Students preparing cleaning solutions

It seemed only natural that together they soon began to look at the Green Classroom in the context of the local environment. Becker lies just inside of the West Bouldin Creek watershed, which flows into Lady Bird Lake and the Colorado River beyond it. So fifth grade students tested the water and were unhappy to find it highly polluted. They learned traditional cleaning products were amongst pollutants found in the local groundwater, harming local flora and fauna. So, naturally, they decided to find a solution to the problem.

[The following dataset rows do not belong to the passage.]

// SPDX-License-Identifier: MIT OR Apache-2.0
// Copyright (c) 2025 shipway contributors

//! Error types for pipeline construction and execution
//!
//! Every error names the stage, action, or artifact involved so a failed
//! run can be diagnosed from the message alone.

use miette::Diagnostic;
use std::path::PathBuf;
use thiserror::Error;

/// Result type for shipway operations
pub type ShipwayResult<T> = Result<T, ShipwayError>;

/// Main error type for shipway
#[derive(Error, Debug, Diagnostic)]
pub enum ShipwayError {
    // ─────────────────────────────────────────────────────────────────────────
    // Configuration Errors (graph-build time, fatal)
    // ─────────────────────────────────────────────────────────────────────────
    #[error("Environment '{tag}' is missing required field '{field}'")]
    #[diagnostic(
        code(shipway::missing_profile_field),
        help("Set '{field}' for the '{tag}' environment in your manifest")
    )]
    MissingProfileField { tag: String, field: String },

    #[error("Both environment profiles use the tag '{tag}'")]
    #[diagnostic(
        code(shipway::duplicate_environment_tag),
        help("One profile must be preproduction and the other production")
    )]
    DuplicateEnvironmentTag { tag: String },

    #[error("Artifact '{artifact}' is produced by both '{first}' and '{second}'")]
    #[diagnostic(
        code(shipway::artifact_collision),
        help("Artifact names must be unique across the whole pipeline")
    )]
    ArtifactCollision {
        artifact: String,
        first: String,
        second: String,
    },

    #[error("Invalid pipeline configuration: {reason}")]
    #[diagnostic(code(shipway::invalid_pipeline))]
    InvalidPipeline {
        reason: String,
        #[help]
        help: Option<String>,
    },

    // ─────────────────────────────────────────────────────────────────────────
    // Specification Errors (invalid action parameters, fatal)
    // ─────────────────────────────────────────────────────────────────────────
    #[error("Build action '{action}' declares an empty output file name")]
    #[diagnostic(code(shipway::empty_output_file))]
    EmptyOutputFile { action: String },

    #[error("Build action '{action}' base directory must be relative: {path}")]
    #[diagnostic(
        code(shipway::non_relative_base_directory),
        help("Base directories are resolved inside the source artifact, so absolute paths cannot work")
    )]
    NonRelativeBaseDirectory { action: String, path: PathBuf },

    // ─────────────────────────────────────────────────────────────────────────
    // Binding Errors (synthesis ↔ deploy naming contract)
    // ─────────────────────────────────────────────────────────────────────────
    #[error("No synthesized template for environment '{environment}': expected '{expected}'")]
    #[diagnostic(
        code(shipway::template_not_declared),
        help("The synthesis action declares: {available:?}. The template name is derived from the stack prefix and environment tag; check both sides use the same prefix.")
    )]
    TemplateNotDeclared {
        environment: String,
        expected: String,
        available: Vec<String>,
    },

    // ─────────────────────────────────────────────────────────────────────────
    // Graph Errors
    // ─────────────────────────────────────────────────────────────────────────
    #[error("Action '{action}' consumes unknown artifact '{artifact}'")]
    #[diagnostic(
        code(shipway::unknown_artifact),
        help("Every consumed artifact must be declared as the output of exactly one action")
    )]
    UnknownArtifact { action: String, artifact: String },

    #[error(
        "Action '{action}' in stage '{consumer_stage}' consumes artifact '{artifact}' \
         which is not available until stage '{producer_stage}' completes"
    )]
    #[diagnostic(
        code(shipway::forward_reference),
        help("An artifact is visible only after its producing stage (or, within a stage, a lower run-order group) has completed")
    )]
    ForwardReference {
        action: String,
        artifact: String,
        producer_stage: String,
        consumer_stage: String,
    },

    #[error("Circular artifact dependency detected")]
    #[diagnostic(
        code(shipway::circular_dependency),
        help("Review the input/output artifact wiring to remove the cycle")
    )]
    CircularDependency { actions: Vec<String> },

    // ─────────────────────────────────────────────────────────────────────────
    // Execution Errors
    // ─────────────────────────────────────────────────────────────────────────
    #[error("Action '{action}' in stage '{stage}' failed: {message}")]
    #[diagnostic(code(shipway::action_failed))]
    ActionFailed {
        stage: String,
        action: String,
        message: String,
    },

    #[error("Stage '{stage}' halted; no later stage will run")]
    #[diagnostic(code(shipway::stage_halted))]
    StageHalted { stage: String },

    // ─────────────────────────────────────────────────────────────────────────
    // Promotion Gate Errors
    // ─────────────────────────────────────────────────────────────────────────
    #[error("Promotion rejected at gate '{action}' in stage '{stage}'")]
    #[diagnostic(
        code(shipway::gate_rejected),
        help("Rejection is terminal. Re-run the pipeline from the beginning to promote again.")
    )]
    GateRejected { stage: String, action: String },

    #[error("Gate already settled as {current}; cannot transition to {requested}")]
    #[diagnostic(
        code(shipway::gate_already_decided),
        help("A gate is decided exactly once per run; only repeating the same decision is a no-op")
    )]
    GateAlreadyDecided { current: String, requested: String },

    // ─────────────────────────────────────────────────────────────────────────
    // Manifest/File Errors
    // ─────────────────────────────────────────────────────────────────────────
    #[error("Manifest file not found: {path}")]
    #[diagnostic(
        code(shipway::manifest_not_found),
        help("Create a shipway.yaml manifest describing your service, sources, and environments")
    )]
    ManifestNotFound { path: PathBuf },

    #[error("Failed to read file '{path}': {error}")]
    #[diagnostic(code(shipway::file_read_error))]
    FileRead { path: PathBuf, error: String },

    // ─────────────────────────────────────────────────────────────────────────
    // IO/System Errors
    // ─────────────────────────────────────────────────────────────────────────
    #[error("IO error: {message}")]
    #[diagnostic(code(shipway::io_error))]
    Io { message: String },

    #[error("YAML parsing error: {message}")]
    #[diagnostic(code(shipway::yaml_error))]
    Yaml { message: String },

    #[error("JSON parsing error: {message}")]
    #[diagnostic(code(shipway::json_error))]
    Json { message: String },
}

impl From<std::io::Error> for ShipwayError {
    fn from(e: std::io::Error) -> Self {
        Self::Io { message: e.to_string() }
    }
}

impl From<serde_yaml::Error> for ShipwayError {
    fn from(e: serde_yaml::Error) -> Self {
        Self::Yaml { message: e.to_string() }
    }
}

impl From<serde_json::Error> for ShipwayError {
    fn from(e: serde_json::Error) -> Self {
        Self::Json { message: e.to_string() }
    }
}

impl ShipwayError {
    /// Create an invalid-pipeline error without help text
    pub fn invalid_pipeline(reason: impl Into<String>) -> Self {
        Self::InvalidPipeline {
            reason: reason.into(),
            help: None,
        }
    }

    /// Create an action failure scoped to a stage
    pub fn action_failed(stage: &str, action: &str, message: impl Into<String>) -> Self {
        Self::ActionFailed {
            stage: stage.to_string(),
            action: action.to_string(),
            message: message.into(),
        }
    }
}
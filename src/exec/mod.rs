// SPDX-License-Identifier: MIT OR Apache-2.0
// Copyright (c) 2025 shipway contributors

//! Pipeline execution
//!
//! The executor walks stages in order and delegates real work to an
//! [`ActionRunner`]; approval actions park on the promotion gate instead.

mod executor;
mod runner;

pub use executor::{PipelineRunner, RunOptions, RunReport};
pub use runner::{ActionContext, ActionOutcome, ActionRunner, SimulatedRunner};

Guided by Marshall the students consulted Clean and Green: The Complete Guide to Nontoxic and Environmentally Safe Housekeeping, where they found information and recipes that resulted in their non-toxic household cleaning kits. Each kit included window cleaning solution, scouring powder, a soft scrub, bathroom cleaner, laundry detergent, fabric softener, a dusting aid, a carrying case, and a set of instructions for making more of each product. The main ingredients were baking soda, borax, vinegar, vegetable oil, and salt. Not only did they work weekends to measure, mix, and bottle their own environmentally friendly cleaning products, the fifth graders took to the streets, knocking on doors to explain their work to Becker’s human neighbors.

Although they only made seventy five cents per kit, the students were rewarded with the first of three President’s Environmental Youth Awards, a $2,000 grant for the Green Classroom, and a trip to Washington, DC.